The next step in the case was her removal to Bethlehem Hospital as mad. But even this was misconstrued; for when, in the February following (1838), a discussion arose in the House of Lords as to alleged ill-treatment of prisoners in the Penitentiary, Newman’s case was mentioned as one in which, on the other hand, culpable leniency had been shown. Those who found fault declared that she had been sent to an asylum, not because she was mad, but because by birth a lady. The same people declared that it was well known that she was not mad, and that she never had been. The matrons at Bethlehem knew this well, and had told her to her face that she was only feigning; whereupon she ceased to feign. Then as it was clear she was not mad, it was equally clear that Bethlehem was not the place for her.

Accordingly, she was returned to the Penitentiary; and back she came, exhibiting throughout the most sullen contempt, and persistently refusing to open her lips. Directly she arrived she again began her tricks. Deliberately insolent refusals to execute the orders she received, and open contempt of punishment, were the leading points on which she differed with the authorities. Again the governor urges on the committee that she may be removed by transportation, she being, under existing circumstances, both intractable and incorrigible. “If I am to maintain discipline where she is, it must be by entering perpetually into fresh and perplexing contests, the outcome of which may be very awful as respects the prisoner and exceedingly embarrassing as respects the institution,” he writes. She next pretends to wish to lay hands upon herself, and her rug is found torn up and converted into a noose. It was hanging to a peg in her cell, like a halter ready for use. The authorities considered it advisable therefore to place her in restraint, in a new strait waistcoat which fitted close. In an hour or two she had torn it all to pieces. The next proceeding was to confine her hands in a very small pair of handcuffs, and to pinion her arms with strong tape. The waistcoat appearing to have been cut, she and her cell were searched, but no knife or scissors could be found, and only a piece of broken glass which she must have used for the purpose. She soon afterwards loosened the tape, and was then bound with strong webbing to the bedstead. Next morning she was found to have got rid of the handcuffs, had cut the webbing to pieces, broken her windows, and destroyed her bedding. One of the female warders was therefore sent to a surgical instrument maker’s to purchase some effectual instrument of restraint, and returned with a muff-belt and handcuffs, all united, and ingeniously contrived to defeat the struggles of lunatics—quite a new invention. Before long she completely destroyed the muff and got rid of the handcuffs attached to it. She was next secured to the wall by a stout chain.

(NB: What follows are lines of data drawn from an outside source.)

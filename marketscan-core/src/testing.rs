//! Shared helpers for unit tests.

use chrono::NaiveDate;

use crate::domain::PriceBar;

/// Create synthetic bars from close prices.
///
/// Generates plausible OHLCV: open = prev close (or close for the first bar),
/// high/low bracket open and close, volume = 1000, dates advance one day at a
/// time from 2024-01-02.
pub fn make_bars(closes: &[f64]) -> Vec<PriceBar> {
    let base_date = NaiveDate::from_ymd_opt(2024, 1, 2).unwrap();
    closes
        .iter()
        .enumerate()
        .map(|(i, &close)| {
            let open = if i == 0 { close } else { closes[i - 1] };
            PriceBar {
                symbol: "TEST".to_string(),
                trade_date: base_date + chrono::Duration::days(i as i64),
                open,
                high: open.max(close) + 1.0,
                low: (open.min(close) - 1.0).max(0.01),
                close,
                volume: 1000,
                vwap: None,
                transactions: None,
            }
        })
        .collect()
}

/// Assert two f64 values are approximately equal (within epsilon).
pub fn assert_approx(actual: f64, expected: f64, epsilon: f64) {
    assert!(
        (actual - expected).abs() < epsilon,
        "assert_approx failed: actual={actual}, expected={expected}, diff={}, epsilon={epsilon}",
        (actual - expected).abs()
    );
}

/// Default epsilon for window tests.
pub const DEFAULT_EPSILON: f64 = 1e-10;
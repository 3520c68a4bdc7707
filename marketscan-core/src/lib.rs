//! MarketScan Core — signal engine: domain types, rolling windows, crossover
//! detection, incremental scheduling, and the series store boundary.
//!
//! This crate contains the heart of the signal pipeline:
//! - Domain types (price bars, signal events, company metadata)
//! - Window engine: trailing SMAs and volume baselines in one forward pass
//! - Crossover detector with tie-aware directional crossing rules
//! - Incremental scheduler for idempotent, resumable re-evaluation
//! - Series store trait with in-memory and CSV reference implementations
//!
//! Data flows one direction: raw series → window engine → detector (gated by
//! the scheduler) → persisted events. Report aggregation lives in
//! `marketscan-runner`.

pub mod config;
pub mod detect;
pub mod domain;
pub mod schedule;
pub mod store;
pub mod window;

#[cfg(test)]
pub(crate) mod testing;

pub use config::{ConfigError, ReportConfig, SignalConfig};
pub use detect::detect_crossovers;
pub use domain::{Company, EventKey, EventType, PriceBar, SignalEvent};
pub use schedule::{plan, EvalPlan};
pub use store::{CsvStore, MemoryStore, SeriesStore, StoreError};
pub use window::{windowed_points, RollingMean, WindowEngine, WindowedPoint};
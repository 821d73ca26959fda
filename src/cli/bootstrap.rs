//! 根据配置组装通知管线

use crate::config::NotifyConfig;
use crate::hooks::{EventBus, JsonLinesBus, NotifyHooks};
use crate::notification::{
    GotifyChannel, GotifyConfig, LlmSummarizer, NotificationDispatcher,
};
use anyhow::Result;
use std::sync::Arc;
use tracing::{info, warn};

/// 创建分发器；摘要器初始化失败只会禁用摘要
pub fn build_dispatcher(config: NotifyConfig, dry_run: bool) -> Result<NotificationDispatcher> {
    let channel = GotifyChannel::new(GotifyConfig {
        base_url: config.gotify_url.clone(),
        token: config.gotify_token.clone(),
    })?;
    if !channel.is_configured() {
        warn!("GOTIFY_URL or Gotify token not set, notifications will be skipped");
    }

    let summarizer = config.summarizer.clone();
    let mut dispatcher = NotificationDispatcher::new(config, Arc::new(channel)).with_dry_run(dry_run);

    if let Some(summarizer_config) = summarizer {
        let model = summarizer_config.model.clone();
        match LlmSummarizer::new(summarizer_config) {
            Ok(summarizer) => {
                info!(model = %model, "Summarizer enabled");
                dispatcher = dispatcher.with_summarizer(Arc::new(summarizer));
            }
            Err(e) => warn!(error = %e, "Summarizer disabled"),
        }
    }

    Ok(dispatcher)
}

/// 创建已注册通知处理器的事件总线
pub fn build_bus(config: NotifyConfig, dry_run: bool) -> Result<JsonLinesBus> {
    let dispatcher = Arc::new(build_dispatcher(config, dry_run)?);
    let mut bus = JsonLinesBus::new();
    bus.subscribe(Arc::new(NotifyHooks::new(dispatcher)));
    Ok(bus)
}
//! OMP Gotify Notify CLI
//!
//! 接收 coding agent 的事件并推送 Gotify 通知

use anyhow::Result;
use clap::{Parser, Subcommand};
use omp_gotify_notify::cli::{
    handle_config, handle_hook, handle_run, handle_send, handle_summarize, ConfigArgs, HookArgs,
    RunArgs, SendArgs,
};
use tracing_subscriber::{fmt, EnvFilter};

#[derive(Parser)]
#[command(name = "omp-notify")]
#[command(about = "OMP Gotify Notify - 把 agent 事件推送到 Gotify")]
#[command(version)]
struct Cli {
    #[command(subcommand)]
    command: Commands,
}

#[derive(Subcommand)]
enum Commands {
    /// 从 stdin 读取 JSON Lines 事件流并推送通知
    Run(RunArgs),
    /// 处理单个宿主事件（载荷从 stdin 读取）
    Hook(HookArgs),
    /// 直接推送一条消息（诊断用）
    Send(SendArgs),
    /// 从 stdin 读取文本并输出一句话摘要
    Summarize,
    /// 打印生效配置
    Config(ConfigArgs),
}

#[tokio::main]
async fn main() -> Result<()> {
    // 初始化 tracing 日志系统
    // 通过 RUST_LOG 环境变量控制日志级别，默认为 info
    // 例如: RUST_LOG=debug omp-notify run
    let filter = EnvFilter::try_from_default_env()
        .unwrap_or_else(|_| EnvFilter::new("omp_gotify_notify=info,omp_notify=info"));

    fmt()
        .with_writer(std::io::stderr)
        .with_env_filter(filter)
        .with_target(false)
        .with_thread_ids(false)
        .init();

    let cli = Cli::parse();

    match cli.command {
        Commands::Run(args) => handle_run(args).await?,
        Commands::Hook(args) => handle_hook(args).await?,
        Commands::Send(args) => handle_send(args).await?,
        Commands::Summarize => handle_summarize().await?,
        Commands::Config(args) => handle_config(args)?,
    }

    Ok(())
}
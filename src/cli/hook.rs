//! Hook 命令 - 处理单个宿主事件
//!
//! 事件载荷（`event` 对象）通过 stdin 传入。

use super::bootstrap::build_bus;
use crate::config::NotifyConfig;
use crate::hooks::{HostEnvelope, HostEventKind};
use anyhow::{anyhow, Result};
use clap::Args;
use tokio::io::AsyncReadExt;
use tracing::debug;

/// Hook 命令参数
#[derive(Args)]
pub struct HookArgs {
    /// 事件类型: turn_end, tool_call, auto_retry_end
    #[arg(long)]
    pub event: String,

    /// 宿主 session id
    #[arg(long)]
    pub session_id: Option<String>,

    /// 只打印不推送
    #[arg(long)]
    pub dry_run: bool,
}

/// 解析 hook 输入为事件信封；空输入视为空对象
pub fn parse_hook_input(kind: HostEventKind, session_id: Option<String>, raw: &str) -> Result<HostEnvelope> {
    let event = if raw.trim().is_empty() {
        serde_json::json!({})
    } else {
        serde_json::from_str(raw).map_err(|e| anyhow!("invalid event payload: {}", e))?
    };
    Ok(HostEnvelope {
        kind,
        session_id,
        event,
    })
}

/// 解析原始 stdin 字节；非 UTF-8 输入和畸形 JSON 一样视为载荷错误
pub fn decode_hook_input(kind: HostEventKind, session_id: Option<String>, raw: &[u8]) -> Result<HostEnvelope> {
    let text = std::str::from_utf8(raw).map_err(|e| anyhow!("event payload is not UTF-8: {}", e))?;
    parse_hook_input(kind, session_id, text)
}

/// 处理 hook 命令
pub async fn handle_hook(args: HookArgs) -> Result<()> {
    let kind: HostEventKind = args.event.parse().map_err(|e: String| anyhow!(e))?;

    let mut raw = Vec::new();
    tokio::io::stdin().read_to_end(&mut raw).await?;

    let envelope = match decode_hook_input(kind, args.session_id, &raw) {
        Ok(envelope) => envelope,
        Err(e) => {
            debug!(error = %e, "Ignoring hook input");
            return Ok(());
        }
    };

    let bus = build_bus(NotifyConfig::load(), args.dry_run)?;
    bus.deliver(envelope).await;
    Ok(())
}
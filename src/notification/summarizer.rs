//! LLM 摘要客户端
//!
//! 把较长的 assistant 输出压缩成一句话。依次尝试两种 API 形态：
//! 1. `<endpoint>/chat/completions`
//! 2. `<endpoint>/responses`
//!
//! 任何失败（网络错误、超时、非 2xx、响应不是 JSON 对象、内容为空）都只会得到空字符串。

use super::extract::extract_response_text;
use crate::config::SummarizerConfig;
use crate::text::{normalize, truncate};
use anyhow::{anyhow, Result};
use async_trait::async_trait;
use reqwest::Client;
use serde::Serialize;
use serde_json::Value;
use std::time::Duration;
use tracing::{debug, warn};

/// 摘要结果的最大字符数
pub const MAX_SUMMARY_CHARS: i64 = 200;

/// 请求的最大输出 tokens
pub const SUMMARY_MAX_TOKENS: u32 = 80;

const CHAT_COMPLETIONS_SUFFIX: &str = "/chat/completions";
const RESPONSES_SUFFIX: &str = "/responses";

/// 摘要器 trait
#[async_trait]
pub trait TextSummarizer: Send + Sync {
    /// 生成一句话摘要；不可用时返回空字符串
    async fn summarize(&self, text: &str) -> String;
}

/// Chat Completions 请求体
#[derive(Serialize)]
struct ChatCompletionRequest<'a> {
    model: &'a str,
    messages: Vec<ChatMessage<'a>>,
    max_tokens: u32,
}

#[derive(Serialize)]
struct ChatMessage<'a> {
    role: &'a str,
    content: &'a str,
}

/// Responses 请求体
#[derive(Serialize)]
struct ResponsesRequest<'a> {
    model: &'a str,
    input: Vec<ResponsesInput<'a>>,
    reasoning: Reasoning,
    max_output_tokens: u32,
}

#[derive(Serialize)]
struct ResponsesInput<'a> {
    role: &'a str,
    content: Vec<InputText<'a>>,
}

#[derive(Serialize)]
struct InputText<'a> {
    #[serde(rename = "type")]
    kind: &'a str,
    text: &'a str,
}

#[derive(Serialize)]
struct Reasoning {
    effort: &'static str,
}

/// OpenAI 兼容的 LLM 摘要客户端
#[derive(Debug, Clone)]
pub struct LlmSummarizer {
    client: Client,
    config: SummarizerConfig,
}

impl LlmSummarizer {
    /// 创建摘要客户端
    pub fn new(config: SummarizerConfig) -> Result<Self> {
        let client = Client::builder()
            .timeout(Duration::from_secs(config.timeout_secs.max(1)))
            .build()
            .map_err(|e| anyhow!("Cannot create HTTP client: {}", e))?;

        Ok(Self { client, config })
    }

    /// 构造摘要 prompt
    pub fn build_prompt(text: &str) -> String {
        format!(
            "You are a concise summarizer. Output plain text only.\n\
             Use the same language as the input text.\n\
             Summarize this in ONE short sentence (max 80 chars). \
             No markdown, no quotes, just plain text:\n\n{}",
            text
        )
    }

    fn chat_completions_url(&self) -> String {
        endpoint_join(&self.config.endpoint, CHAT_COMPLETIONS_SUFFIX)
    }

    fn responses_url(&self) -> String {
        endpoint_join(&self.config.endpoint, RESPONSES_SUFFIX)
    }

    async fn try_chat_completions(&self, prompt: &str) -> Result<String> {
        let request = ChatCompletionRequest {
            model: &self.config.model,
            messages: vec![ChatMessage {
                role: "user",
                content: prompt,
            }],
            max_tokens: SUMMARY_MAX_TOKENS,
        };
        let payload = self.post_json(&self.chat_completions_url(), &request).await?;
        Ok(extract_response_text(&payload))
    }

    async fn try_responses(&self, prompt: &str) -> Result<String> {
        let request = ResponsesRequest {
            model: &self.config.model,
            input: vec![ResponsesInput {
                role: "user",
                content: vec![InputText {
                    kind: "input_text",
                    text: prompt,
                }],
            }],
            reasoning: Reasoning { effort: "low" },
            max_output_tokens: SUMMARY_MAX_TOKENS,
        };
        let payload = self.post_json(&self.responses_url(), &request).await?;
        Ok(extract_response_text(&payload))
    }

    /// POST JSON 并解析响应体；超时由 client 统一控制
    async fn post_json<T: Serialize + ?Sized>(&self, url: &str, body: &T) -> Result<Value> {
        let start = std::time::Instant::now();
        let response = self
            .client
            .post(url)
            .header("Authorization", format!("Bearer {}", self.config.api_key))
            .header("api-key", &self.config.api_key)
            .json(body)
            .send()
            .await
            .map_err(|e| {
                anyhow!(
                    "request to {} failed after {}ms: {}",
                    url,
                    start.elapsed().as_millis(),
                    e
                )
            })?;

        let status = response.status();
        if !status.is_success() {
            return Err(anyhow!("{} returned {}", url, status));
        }

        let payload: Value = response
            .json()
            .await
            .map_err(|e| anyhow!("invalid JSON from {}: {}", url, e))?;
        if !payload.is_object() {
            return Err(anyhow!("unexpected response shape from {}", url));
        }

        debug!(url = %url, elapsed_ms = start.elapsed().as_millis(), "Summarizer request completed");
        Ok(payload)
    }
}

#[async_trait]
impl TextSummarizer for LlmSummarizer {
    async fn summarize(&self, text: &str) -> String {
        let clipped = truncate(&normalize(text), self.config.max_input_chars);
        if clipped.is_empty() {
            return String::new();
        }
        let prompt = Self::build_prompt(&clipped);

        match self.try_chat_completions(&prompt).await {
            Ok(out) if !out.is_empty() => return truncate(&out, MAX_SUMMARY_CHARS),
            Ok(_) => debug!("chat/completions returned no text, trying responses"),
            Err(e) => debug!(error = %e, "chat/completions failed, trying responses"),
        }

        match self.try_responses(&prompt).await {
            Ok(out) if !out.is_empty() => truncate(&out, MAX_SUMMARY_CHARS),
            Ok(_) => {
                debug!("responses returned no text");
                String::new()
            }
            Err(e) => {
                warn!(error = %e, "Summarizer unavailable, using preview");
                String::new()
            }
        }
    }
}

/// 在 base 后追加 suffix（已存在时不重复追加）
pub fn endpoint_join(base: &str, suffix: &str) -> String {
    if base.is_empty() {
        return String::new();
    }
    if base.ends_with(suffix) {
        base.to_string()
    } else {
        format!("{}{}", base, suffix)
    }
}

An officer, Mrs. Drago, who visited her just now, asked her why she should make such a figure of herself, pretending to be mad too, when she wasn’t. “I’ve been advised to do it by my solicitor. If I can only get out, I’ll soon manage to get my mother out. I’m a person of large fortune, and can make it worth any one’s while to do me a good turn. Mrs. Bryant used to, but she’s gone. That used to be my larder, over there,”—pointing to the window blind. Her evident object was to tamper with Mrs. Drago, and this of itself gave evidence that she could not be very mad.

The chain by which she was now confined was put round her waist, passed through a ring in the wall, and padlocked. “This security was of short duration,” says the governor, “before morning she had slipped through the chain. It was again placed on her in a more effectual manner, under, instead of outside her clothes.... As she had destroyed so much of her bedding I ordered her to have no more bedclothes. In the evening she made the most violent demand for a blanket, and said she was dying of cramp and cold.... As a matter of discipline I thought it my duty to refuse the blanket unless ordered by the surgeon. When she heard this she quite frightened the female officer with the frightful and horrible imprecations she uttered.”

In consequence of her getting out of her chain the manufacturer of restraints for the insane came to devise some fresh expedient for confining her. He made a pair of leather sleeves of extra strength, and fitted them himself. They came up to her shoulders, were strapped across, then also strapped round her waist, and again below, fastening her hands close to her side.

Next morning the taskmistress took the sleeves to the governor. In the night Julia had extricated herself from them, and then cut them into ribbons, using a piece of glass she had secreted. A new strait waistcoat was now made for her, and she was specially measured by the manufacturer already mentioned; but it could not be ready before the morning, so she was left without restraint that night. Many of the officials were afraid she would commit suicide, but not Mr. Nihil. However, next morning she was found with her clothes torn to rags, and part tied tightly round her neck. As a measure of precaution the new strait waistcoat was then put on, after she had been first carefully searched. A strong collar was also put round her neck to prevent her biting at the waistcoat with her teeth. “I lament exceedingly,” says Mr. Nihil, “the necessity of resorting to such measures; but what is to be done with this violent and obstinate girl?” Next morning she was found to have got at the waistcoat with her teeth in spite of the collar, then one hand loose, after which she relieved herself of the apparatus altogether.

She was now left free, while fresh devices were sought to restrain her, but in the midst of it all came an order for her removal to Van Diemen’s Land, whither she was in a day or two conveyed in the convict ship Nautilus. And here the curtain falls upon her stormy life.